Why This Matters for Security Teams

Missing lineage is not just a documentation gap. In regulated workflows, it blocks proof of provenance, change impact analysis, and defensible accountability when a record is challenged. That matters because teams cannot reliably show who approved the data, which system transformed it, or whether a downstream decision was based on valid inputs. NIST’s Cybersecurity Framework 2.0 treats governance and traceability as operational concerns, not optional paperwork.

NHI Management Group’s Regulatory and Audit Perspectives section makes the same point from an identity angle: if the systems that move or transform data are not attributable, auditability breaks down even when the business process appears to be working. The practical risk is larger in environments where service accounts, API keys, and automated pipelines act on sensitive records without clear ownership. In practice, many security teams discover the absence of lineage only after an audit request, incident review, or regulator inquiry has already exposed the gap.

How It Works in Practice

Accountability should follow the governed data product and the platform that maintains lineage evidence. The product owner is accountable for the dataset’s definition, allowed use, and downstream impact, while the platform team is accountable for the controls that preserve traceability across ingestion, transformation, and publication. Where non-human identities are involved, ownership must also cover the identities that write, enrich, move, and publish the data, because those identities often carry the effective authority to create or destroy lineage.

Operationally, this means lineage needs to be designed into the workflow, not reconstructed later.
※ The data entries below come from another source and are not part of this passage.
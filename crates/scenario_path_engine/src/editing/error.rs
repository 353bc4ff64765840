//! Fehler-Taxonomie des Pfad-Editors.

use crate::core::WaypointId;
use crate::routing::RoutingError;
use thiserror::Error;

/// Grund, aus dem ein Ziel abgelehnt wurde.
#[derive(Debug, Clone, PartialEq, Eq, Error)]
pub enum InvalidTargetReason {
    /// Kein Graph-Knoten in Snap-Reichweite
    #[error("keine gültige Position in Reichweite")]
    OffGraph,
    /// An der Position liegt bereits ein Wegpunkt
    #[error("Position ist durch Wegpunkt {0} belegt")]
    OccupiedByWaypoint(WaypointId),
    /// Ziel liegt auf dem Spawn-Marker der eigenen Entität
    #[error("Position liegt auf dem Spawn-Marker")]
    OnSpawnMarker,
    /// Ziel liegt auf dem eigenen Pfad (Klick gehört zu `on_path_clicked`)
    #[error("Position liegt auf dem eigenen Pfad")]
    OnOwnPath,
    /// Teilstück hätte Länge null
    #[error("Teilstück hat keine Länge")]
    ZeroLength,
    /// Pufferindex außerhalb des Pfads
    #[error("Pufferindex {index} außerhalb (Länge {len})")]
    IndexOutOfRange { index: usize, len: usize },
    /// Wegpunkt gehört nicht zu diesem Pfad
    #[error("Wegpunkt {0} gehört nicht zu diesem Pfad")]
    UnknownWaypoint(WaypointId),
}

/// Fehler einer Editor-Operation.
///
/// Alle Varianten außer `InvariantViolation` lassen den Zustand unverändert.
#[derive(Debug, Clone, PartialEq, Error)]
pub enum EditError {
    /// Snapping oder Hit-Test fehlgeschlagen, keine Änderung
    #[error("Ungültiges Ziel: {0}")]
    InvalidTarget(InvalidTargetReason),
    /// Pathfinder lieferte keinen Weg, Operation abgebrochen
    #[error("Kein Pfad gefunden: {0}")]
    NoPathFound(#[from] RoutingError),
    /// Der Anker darf nicht gelöscht werden
    #[error("Der Anker eines Pfads kann nicht gelöscht werden")]
    IllegalDeletion,
    /// Puffer/Ledger/Pfad sind inkonsistent; der Editor ist gesperrt
    #[error("Invariante verletzt: {0}")]
    InvariantViolation(String),
    /// Der Editor ist nach einer Invariantenverletzung gesperrt, bis `rebuild` läuft
    #[error("Pfad gesperrt bis zum Neuaufbau: {0}")]
    PathPoisoned(String),
}

impl From<InvalidTargetReason> for EditError {
    fn from(reason: InvalidTargetReason) -> Self {
        EditError::InvalidTarget(reason)
    }
}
A defensible model usually includes:

  • Named business and technical owners for each governed dataset
  • Unique service identities for pipelines and transformation jobs
  • Immutable logging for source, transform, and destination events
  • Approval records for schema changes and business rule changes
  • Retention rules that keep evidence available for audit and investigation

This aligns with NIST CSF 2.0 governance expectations and with NHI controls that emphasise visibility and lifecycle management. The Key Research and Survey Results are a useful reminder of scale: NHIs outnumber human identities by 25x to 50x in modern enterprises, so unowned automation quickly becomes an accountability problem. For teams formalising this, the Lifecycle Processes for Managing NHIs section is the right place to map identity ownership to data ownership. These controls tend to break down when data is copied into ad hoc extracts or shadow pipelines because the transform history leaves the governed system of record.
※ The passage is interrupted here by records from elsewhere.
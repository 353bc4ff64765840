//! Geometrie-Puffer: die flache Polylinie eines Pfads plus abgeleiteter Umriss.
//!
//! Alle Operationen sind O(betroffener Bereich); der Umriss wird nicht
//! automatisch nachgeführt, sondern vom Editor nach jeder erfolgreichen
//! Änderung über [`GeometryBuffer::refresh_outline`] neu aufgebaut.

use super::{Location, Outline};
use glam::Vec2;
use thiserror::Error;

/// Fehler bei Bereichszugriffen auf den Puffer.
#[derive(Debug, Clone, PartialEq, Eq, Error)]
pub enum BufferRangeError {
    /// Der angefragte Bereich liegt (teilweise) hinter dem Pufferende.
    #[error("Bereich {start}..{end} liegt außerhalb des Puffers (Länge {len})")]
    OutOfRange {
        start: usize,
        end: usize,
        len: usize,
    },
}

/// Geordnete, indexierbare Punktfolge des gerenderten Pfads.
#[derive(Debug, Clone, Default, PartialEq)]
pub struct GeometryBuffer {
    points: Vec<Location>,
    outline: Outline,
}

impl GeometryBuffer {
    /// Erstellt einen leeren Puffer.
    pub fn new() -> Self {
        Self::default()
    }

    /// Erstellt einen Puffer aus Punkten; der Umriss wird sofort aufgebaut.
    pub fn from_points(points: Vec<Location>) -> Self {
        let outline = Outline::from_points(&points);
        Self { points, outline }
    }

    /// Anzahl der Punkte.
    pub fn len(&self) -> usize {
        self.points.len()
    }

    /// Gibt `true` zurück, wenn der Puffer leer ist.
    pub fn is_empty(&self) -> bool {
        self.points.is_empty()
    }

    /// Punkt an Index.
    pub fn get(&self, index: usize) -> Option<&Location> {
        self.points.get(index)
    }

    /// Read-only Sicht auf alle Punkte.
    pub fn points(&self) -> &[Location] {
        &self.points
    }

    /// Ersetzt den Punkt an Index.
    pub fn set(&mut self, index: usize, location: Location) -> Result<(), BufferRangeError> {
        let len = self.points.len();
        let slot = self
            .points
            .get_mut(index)
            .ok_or(BufferRangeError::OutOfRange {
                start: index,
                end: index + 1,
                len,
            })?;
        *slot = location;
        Ok(())
    }

    /// Ändert die Länge; der Präfix bleibt erhalten, Wachstum wiederholt den letzten Punkt.
    pub fn resize(&mut self, len: usize) {
        let fill = self.points.last().copied().unwrap_or_default();
        self.points.resize(len, fill);
    }

    /// Hängt Punkte an.
    pub fn extend(&mut self, points: impl IntoIterator<Item = Location>) {
        self.points.extend(points);
    }

    /// Ersetzt `old_count` Punkte ab `start` durch `new_points`.
    ///
    /// Punkte davor bleiben unverändert, Punkte danach verschieben sich um
    /// `new_points.len() - old_count`.
    pub fn splice_range(
        &mut self,
        start: usize,
        old_count: usize,
        new_points: Vec<Location>,
    ) -> Result<(), BufferRangeError> {
        let end = start + old_count;
        if end > self.points.len() {
            return Err(BufferRangeError::OutOfRange {
                start,
                end,
                len: self.points.len(),
            });
        }
        self.points.splice(start..end, new_points);
        Ok(())
    }

    /// Index des nächstgelegenen Punkts (bei Gleichstand der erste).
    pub fn nearest_index(&self, pos: Vec2) -> Option<usize> {
        let mut best: Option<(usize, f32)> = None;
        for (index, point) in self.points.iter().enumerate() {
            let dist = point.position.distance_squared(pos);
            if best.is_none_or(|(_, best_dist)| dist < best_dist) {
                best = Some((index, dist));
            }
        }
        best.map(|(index, _)| index)
    }

    /// Abgeleiteter Umriss für Hit-Tests.
    pub fn outline(&self) -> &Outline {
        &self.outline
    }

    /// Baut den Umriss aus den aktuellen Punkten neu auf.
    pub fn refresh_outline(&mut self) {
        self.outline = Outline::from_points(&self.points);
    }

    /// Leert Puffer und Umriss.
    pub fn clear(&mut self) {
        self.points.clear();
        self.outline = Outline::default();
    }
}

#[cfg(test)]
mod tests {
    use super::*;

    fn buffer(xs: &[f32]) -> GeometryBuffer {
        GeometryBuffer::from_points(xs.iter().map(|x| Location::xy(*x, 0.0)).collect())
    }

    fn xs(buffer: &GeometryBuffer) -> Vec<f32> {
        buffer.points().iter().map(|p| p.position.x).collect()
    }

    #[test]
    fn splice_replaces_range_and_shifts_tail() {
        let mut buf = buffer(&[0.0, 1.0, 2.0, 3.0, 4.0]);
        buf.splice_range(1, 2, vec![Location::xy(9.0, 0.0)])
            .expect("gültiger Bereich");

        assert_eq!(xs(&buf), vec![0.0, 9.0, 3.0, 4.0]);
    }

    #[test]
    fn splice_out_of_range_is_rejected_without_change() {
        let mut buf = buffer(&[0.0, 1.0]);
        let result = buf.splice_range(1, 2, Vec::new());

        assert_eq!(
            result,
            Err(BufferRangeError::OutOfRange {
                start: 1,
                end: 3,
                len: 2
            })
        );
        assert_eq!(buf.len(), 2);
    }

    #[test]
    fn resize_repeats_last_point() {
        let mut buf = buffer(&[0.0, 1.0]);
        buf.resize(4);
        assert_eq!(xs(&buf), vec![0.0, 1.0, 1.0, 1.0]);

        buf.resize(1);
        assert_eq!(xs(&buf), vec![0.0]);
    }

    #[test]
    fn nearest_index_prefers_first_on_tie() {
        let buf = buffer(&[0.0, 2.0, 4.0]);

        assert_eq!(buf.nearest_index(Vec2::new(1.0, 0.0)), Some(0));
        assert_eq!(buf.nearest_index(Vec2::new(3.6, 0.0)), Some(2));
        assert_eq!(GeometryBuffer::new().nearest_index(Vec2::ZERO), None);
    }

    #[test]
    fn outline_follows_refresh() {
        let mut buf = buffer(&[0.0, 10.0]);
        buf.extend([Location::xy(10.0, 10.0)]);
        assert_eq!(buf.outline().len(), 2);

        buf.refresh_outline();
        assert_eq!(buf.outline().len(), 3);
        assert!(buf.outline().hit(Vec2::new(10.2, 5.0), 0.5));
    }
}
Common Variations and Edge Cases

Tighter lineage controls often increase operational overhead, so organisations have to balance auditability against delivery speed. That tradeoff becomes more visible in streaming architectures, federated analytics, and third-party data exchanges, where the path from source to decision is not always linear.

Best practice is evolving for these environments. Some teams use event-level provenance, while others rely on dataset-level attestations and signed pipeline metadata. There is no universal standard for this yet, but current guidance suggests that the evidence must be strong enough to answer three questions: who owned the data at each step, what changed, and which identity performed the change.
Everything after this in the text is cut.